A truly greedy executive would keep a much lower profile than Shkreli: there would be no headline-grabbing exponential price hikes, just boring but reliable ticks upward; no interviews, no tweeting, and absolutely no hip-hop feuds. A truly greedy executive would stay more or less anonymous. (How many other pharmaceutical C.E.O.s can you name?) But Shkreli seems intent on proving a point about money and medicine, and you don’t have to agree with his assessment in order to appreciate the service he has done us all. By showing what is legal, he has helped us to think about what we might want to change, and what we might need to learn to live with.

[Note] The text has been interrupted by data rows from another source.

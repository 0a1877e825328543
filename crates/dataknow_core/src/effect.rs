use std::time::Duration;

use crate::{ArtifactRef, Category, DocumentId, JobId, Language, NoticeId, RequestId, SubmissionId};

/// Side effects requested by `update`; executed outside the core.
#[derive(Debug, Clone, PartialEq, Eq)]
pub enum Effect {
    StartUploadTicker {
        document: DocumentId,
        period: Duration,
    },
    CancelUploadTicker {
        document: DocumentId,
    },
    SchedulePromotion {
        document: DocumentId,
        delay: Duration,
    },
    /// Stops every timer still driving a removed or failed document.
    CancelDocumentTimers {
        document: DocumentId,
    },
    ScheduleNoticeExpiry {
        notice: NoticeId,
        delay: Duration,
    },
    SubmitAnalysis {
        submission: SubmissionId,
        documents: Vec<DocumentPayload>,
        language: Language,
    },
    StartPolling {
        job_id: JobId,
        interval: Duration,
        max_attempts: u32,
    },
    GenerateCustom {
        request: RequestId,
        prompt: String,
    },
    CancelCustomGeneration {
        request: RequestId,
    },
    DownloadArtifact {
        artifact: ArtifactRef,
    },
    /// Cancels every outstanding timer, poller and generation.
    Teardown,
}

/// What the analysis service receives for one document.
#[derive(Debug, Clone, PartialEq, Eq)]
pub struct DocumentPayload {
    pub id: DocumentId,
    pub name: String,
    pub category: Category,
    pub size_label: String,
}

Most of our Presidential candidates claim to disdain Washington politicians, but, on Thursday, Shkreli put that disdain into practice—and helped illustrate, to anyone paying attention, why it is so richly deserved. He is candid even when candor doesn’t pay. (Can there be any doubt that Hillary Clinton, after her own recent appearance before Gowdy and some of his colleagues, would have loved to send a tweet like Shkreli’s?) Last fall, Trump said that Shkreli “looks like a spoiled brat”; in fact, he is the son of a doorman, born to parents who emigrated from Albania. Look at him now! True, he has those indictments to worry about. But he is also a self-made celebrity, thanks to a business plan that makes it harder for us to ignore the incoherence and inefficiency of our medical industry. He rolls his eyes at members of Congress, he carries on thoughtful conversations with random Internet commenters, and, unlike most of our public figures, he may never learn the arts of pandering and grovelling. He is the American Dream, a rude reminder of the spirit that makes this country great, or at any rate exceptional. Shkreli for President! If voters in New Hampshire are truly intent on sending a message to the Washington establishment they claim to hate, they could—and probably will—do a lot worse.